**Work order**:
Look through the records and copy each line with the string "Parser" in it.

**Dataset entries**:
--------
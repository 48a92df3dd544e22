//! AWS SES provider
//!
//! Uses the SES v2 API. Requires the `aws-ses` feature.

use async_trait::async_trait;
use aws_sdk_sesv2::{
    error::DisplayErrorContext,
    types::{Body, Content, Destination, EmailContent, Message},
    Client,
};

use crate::config::SesSettings;
use crate::email::{EmailError, EmailProvider, OutboundEmail, SendReceipt};

/// AWS SES email provider
///
/// The SES `MessageId` is returned as the provider message id; SES event
/// publishing reports the same id in `mail.messageId`.
#[derive(Debug, Clone)]
pub struct SesProvider {
    label: String,
    client: Client,
}

impl SesProvider {
    /// Create a provider around an existing client
    #[must_use]
    pub fn new(label: impl Into<String>, client: Client) -> Self {
        Self {
            label: label.into(),
            client,
        }
    }

    /// Create a provider using the default AWS credential chain
    ///
    /// The chain checks environment variables, the shared credentials file
    /// and instance metadata, in that order.
    pub async fn from_settings(settings: &SesSettings) -> Self {
        let mut loader = aws_config::defaults(aws_config::BehaviorVersion::latest());
        if let Some(region) = &settings.region {
            loader = loader.region(aws_config::Region::new(region.clone()));
        }
        let config = loader.load().await;
        Self::new(settings.label(), Client::new(&config))
    }

    fn build_content(&self, email: &OutboundEmail) -> Result<EmailContent, EmailError> {
        let content = |data: &str| {
            Content::builder()
                .data(data)
                .charset("UTF-8")
                .build()
                .map_err(|e| EmailError::send_failed(&self.label, format!("invalid content: {e}")))
        };

        let message = Message::builder()
            .subject(content(&email.subject)?)
            .body(Body::builder().html(content(&email.html)?).build())
            .build();

        Ok(EmailContent::builder().simple(message).build())
    }
}

#[async_trait]
impl EmailProvider for SesProvider {
    fn name(&self) -> &str {
        &self.label
    }

    async fn send(&self, email: &OutboundEmail) -> Result<SendReceipt, EmailError> {
        let content = self.build_content(email)?;

        let output = self
            .client
            .send_email()
            .from_email_address(&email.from)
            .destination(Destination::builder().to_addresses(&email.to).build())
            .content(content)
            .send()
            .await
            .map_err(|e| EmailError::send_failed(&self.label, DisplayErrorContext(&e).to_string()))?;

        let provider_message_id = output
            .message_id()
            .map(str::to_string)
            .ok_or_else(|| EmailError::send_failed(&self.label, "SES response carried no MessageId"))?;

        Ok(SendReceipt {
            provider_message_id,
            provider: self.label.clone(),
        })
    }
}
//! Send command

use anyhow::{bail, Context, Result};
use clap::Args;
use console::style;
use mailroom::config::MailroomConfig;
use mailroom::ingress::{SendMeta, SendRequest};
use mailroom::state::Mailroom;
use serde_json::{Map, Value};

use super::SUCCESS;

/// Accept one email for delivery
#[derive(Debug, Args)]
pub struct SendCommand {
    /// Recipient address
    #[arg(long)]
    to: String,

    /// Template name, e.g. `welcome` or `auth/reset-password`
    #[arg(short, long)]
    template: String,

    /// Subject line
    #[arg(short, long)]
    subject: Option<String>,

    /// Template variables as a JSON object
    #[arg(short, long, default_value = "{}")]
    props: String,

    /// Client the message is recorded against
    #[arg(long, default_value = "cli")]
    client_id: String,

    /// Correlation id
    #[arg(long)]
    trace_id: Option<String>,
}

impl SendCommand {
    /// Execute the send command
    ///
    /// # Errors
    ///
    /// Returns an error if the props are not a JSON object, the request is
    /// rejected, or the stores cannot be reached
    pub async fn execute(&self, config: MailroomConfig) -> Result<()> {
        let props = parse_props(&self.props)?;
        let mailroom = Mailroom::connect(config).await?;

        let accepted = mailroom
            .mail_service()
            .send(
                SendRequest {
                    to: self.to.clone(),
                    template: self.template.clone(),
                    subject: self.subject.clone(),
                    props,
                },
                SendMeta {
                    client_id: self.client_id.clone(),
                    trace_id: self.trace_id.clone(),
                },
            )
            .await?;

        println!(
            "{SUCCESS} Accepted message {}",
            style(accepted.message_id).cyan()
        );
        Ok(())
    }
}

fn parse_props(raw: &str) -> Result<Map<String, Value>> {
    match serde_json::from_str(raw).context("--props is not valid JSON")? {
        Value::Object(map) => Ok(map),
        other => bail!("--props must be a JSON object, got {other}"),
    }
}
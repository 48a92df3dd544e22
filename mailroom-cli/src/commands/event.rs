//! Webhook event command
//!
//! Replays a provider webhook body against the message store, for backfills
//! and for wiring a webhook receiver that shells out.

use anyhow::{Context, Result};
use clap::Args;
use console::style;
use mailroom::config::MailroomConfig;
use mailroom::state::Mailroom;
use mailroom::webhook;
use std::io::Read;
use std::path::PathBuf;

use super::{INFO, SUCCESS};

/// Apply a provider webhook payload
#[derive(Debug, Args)]
pub struct EventCommand {
    /// Provider that produced the payload (`ses` or `sendgrid`)
    provider: String,

    /// File containing the JSON body; reads stdin when omitted or `-`
    file: Option<PathBuf>,
}

impl EventCommand {
    /// Execute the event command
    ///
    /// # Errors
    ///
    /// Returns an error if the body cannot be read or parsed, or the store
    /// cannot be reached
    pub async fn execute(&self, config: MailroomConfig) -> Result<()> {
        let raw = self.read_body()?;
        let body = serde_json::from_str(&raw).context("Webhook body is not valid JSON")?;
        let events = webhook::parse(&self.provider, &body)?;

        if events.is_empty() {
            println!("{INFO} No delivery events in payload");
            return Ok(());
        }

        let mailroom = Mailroom::connect(config).await?;
        let summary = mailroom.events().apply_all(events).await?;

        println!(
            "{SUCCESS} Applied {} events, {} unmatched",
            style(summary.applied).green(),
            style(summary.unmatched).yellow()
        );
        Ok(())
    }

    fn read_body(&self) -> Result<String> {
        match &self.file {
            Some(path) if path.as_os_str() != "-" => std::fs::read_to_string(path)
                .with_context(|| format!("Failed to read {}", path.display())),
            _ => {
                let mut body = String::new();
                std::io::stdin()
                    .read_to_string(&mut body)
                    .context("Failed to read stdin")?;
                Ok(body)
            }
        }
    }
}

#[cfg(test)]
mod tests {
    use super::*;

    #[test]
    fn test_reads_body_from_file() {
        let dir = tempfile::TempDir::new().unwrap();
        let path = dir.path().join("event.json");
        std::fs::write(&path, r#"{"eventType": "Delivery"}"#).unwrap();

        let cmd = EventCommand {
            provider: "ses".into(),
            file: Some(path),
        };
        assert_eq!(cmd.read_body().unwrap(), r#"{"eventType": "Delivery"}"#);
    }
}
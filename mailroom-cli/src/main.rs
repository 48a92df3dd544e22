//! mailroom CLI tool

#![forbid(unsafe_code)]
#![deny(clippy::all, clippy::pedantic, clippy::nursery)]
#![warn(clippy::cargo)]
#![allow(clippy::multiple_crate_versions)]

mod commands;

use anyhow::Result;
use clap::{Parser, Subcommand};
use commands::{EventCommand, QueueCommand, SendCommand, StatusCommand, TemplatesCommand, WorkerCommand};
use std::path::PathBuf;

#[derive(Parser)]
#[command(name = "mailroom")]
#[command(version)]
#[command(about = "Transactional email worker and operator tool", long_about = None)]
struct Cli {
    /// Configuration file used in place of ./mailroom.toml
    #[arg(short, long, global = true, env = "MAILROOM_CONFIG")]
    config: Option<PathBuf>,

    #[command(subcommand)]
    command: Commands,
}

#[derive(Subcommand)]
enum Commands {
    /// Run the delivery worker pool until SIGINT/SIGTERM
    Worker(WorkerCommand),
    /// Accept one email for delivery
    Send(SendCommand),
    /// Show a message's delivery status
    Status(StatusCommand),
    /// Apply a provider webhook payload
    Event(EventCommand),
    /// Template artifact management
    Templates {
        #[command(subcommand)]
        command: TemplatesCommand,
    },
    /// Inspect the job queue
    Queue {
        #[command(subcommand)]
        command: QueueCommand,
    },
}

#[tokio::main]
async fn main() -> Result<()> {
    let cli = Cli::parse();
    let config = commands::load_config(cli.config.as_deref())?;

    match cli.command {
        Commands::Worker(cmd) => cmd.execute(config).await?,
        Commands::Send(cmd) => cmd.execute(config).await?,
        Commands::Status(cmd) => cmd.execute(config).await?,
        Commands::Event(cmd) => cmd.execute(config).await?,
        Commands::Templates { command } => command.execute(config).await?,
        Commands::Queue { command } => command.execute(config).await?,
    }

    Ok(())
}
//! Provider implementations

#[cfg(feature = "aws-ses")]
mod aws_ses;
mod console;
mod smtp;

#[cfg(feature = "aws-ses")]
pub use aws_ses::SesProvider;
pub use console::ConsoleProvider;
pub use smtp::SmtpProvider;

use std::sync::Arc;

use super::{EmailError, EmailProvider};
use crate::config::ProviderSettings;

/// Construct the provider described by `settings`
///
/// # Errors
///
/// Returns `EmailError::ConfigError` for invalid settings, or when SES is
/// selected in a build without the `aws-ses` feature
pub async fn provider_from_settings(
    settings: &ProviderSettings,
) -> Result<Arc<dyn EmailProvider>, EmailError> {
    match settings {
        ProviderSettings::Smtp(smtp) => Ok(Arc::new(SmtpProvider::new(smtp)?)),
        #[cfg(feature = "aws-ses")]
        ProviderSettings::Ses(ses) => Ok(Arc::new(SesProvider::from_settings(ses).await)),
        #[cfg(not(feature = "aws-ses"))]
        ProviderSettings::Ses(_) => Err(EmailError::config(
            "SES provider selected but mailroom was built without the `aws-ses` feature",
        )),
        ProviderSettings::Console => Ok(Arc::new(ConsoleProvider::new())),
    }
}
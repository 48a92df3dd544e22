//! Job-related error types.

use thiserror::Error;

/// Result type for broker operations.
pub type JobResult<T> = Result<T, JobError>;

/// Errors that can occur while moving jobs through a broker.
#[derive(Debug, Error)]
pub enum JobError {
    /// Serialization error.
    #[error("serialization error: {0}")]
    Serialization(#[from] serde_json::Error),

    /// Redis error.
    #[cfg(feature = "redis")]
    #[error("redis error: {0}")]
    Redis(#[from] redis::RedisError),

    /// No pooled Redis connection available.
    #[cfg(feature = "redis")]
    #[error("redis pool error: {0}")]
    Pool(#[from] deadpool_redis::PoolError),

    /// The delivery is not in flight (already acked, retried or dead-lettered).
    #[error("job not in flight: {0}")]
    NotInFlight(String),

    /// The broker has been closed.
    #[error("job broker is closed")]
    Closed,
}

impl JobError {
    /// Whether a later attempt may succeed.
    #[must_use]
    pub const fn is_retryable(&self) -> bool {
        #[cfg(feature = "redis")]
        if matches!(self, Self::Redis(_) | Self::Pool(_)) {
            return true;
        }
        false
    }
}
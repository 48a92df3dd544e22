//! mailroom: asynchronous transactional email delivery
//!
//! A send request is recorded as a `queued` message and handed to a job
//! queue. Workers render the named template, send it through a primary
//! provider with circuit-breaker failover to a secondary, and record every
//! step of the message lifecycle. Provider webhooks settle sent messages as
//! delivered, bounced or failed.
//!
//! Building blocks:
//!
//! - **lock**: lease-based distributed mutual exclusion over Redis
//! - **template**: compile-once artifact cache and timed rendering
//! - **email**: providers and the failover manager
//! - **lifecycle**: message records and their status state machine
//! - **jobs**: broker, retry backoff, delivery pipeline and worker pool
//!
//! # Quick Start
//!
//! ```rust,no_run
//! use mailroom::prelude::*;
//!
//! #[tokio::main]
//! async fn main() -> anyhow::Result<()> {
//!     let config = MailroomConfig::load()?;
//!     mailroom::observability::init(&config.logging)?;
//!
//!     let mailroom = Mailroom::connect(config).await?;
//!     let workers = mailroom.spawn_workers();
//!
//!     tokio::signal::ctrl_c().await?;
//!     workers.shutdown(std::time::Duration::from_secs(30)).await;
//!     Ok(())
//! }
//! ```
//!
//! # Features
//!
//! - `postgres` - `PostgreSQL` message store (default)
//! - `redis` - Redis locks and job queue (default)
//! - `aws-ses` - Amazon SES v2 provider

#![allow(clippy::missing_errors_doc)]

pub mod config;
pub mod email;
pub mod error;
pub mod ingress;
pub mod jobs;
pub mod lifecycle;
pub mod lock;
pub mod observability;
pub mod state;
pub mod template;
pub mod testing;
pub mod webhook;

pub mod prelude {
    //! Convenience re-exports for common types and traits
    //!
    //! ```rust
    //! use mailroom::prelude::*;
    //! ```

    pub use crate::config::MailroomConfig;
    pub use crate::email::{EmailError, EmailProvider, FailoverManager, OutboundEmail, SendReceipt};
    pub use crate::error::DeliveryError;
    pub use crate::ingress::{Accepted, IngressError, MailService, SendMeta, SendRequest};
    pub use crate::jobs::{
        EmailJob, JobBroker, JobError, JobId, ShutdownResult, WorkerPool, WorkerStats,
    };
    pub use crate::lifecycle::{Message, MessageId, MessageStatus, MessageStore, StoreError};
    pub use crate::lock::{DistributedLock, LockError};
    pub use crate::state::Mailroom;
    pub use crate::template::{TemplateEngine, TemplateError};
    pub use crate::webhook::{DeliveryEvent, EventProcessor};

    pub use serde_json::json;
}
--------
**Output for this task**:
use clap::{Parser, Subcommand};
#[derive(Parser)]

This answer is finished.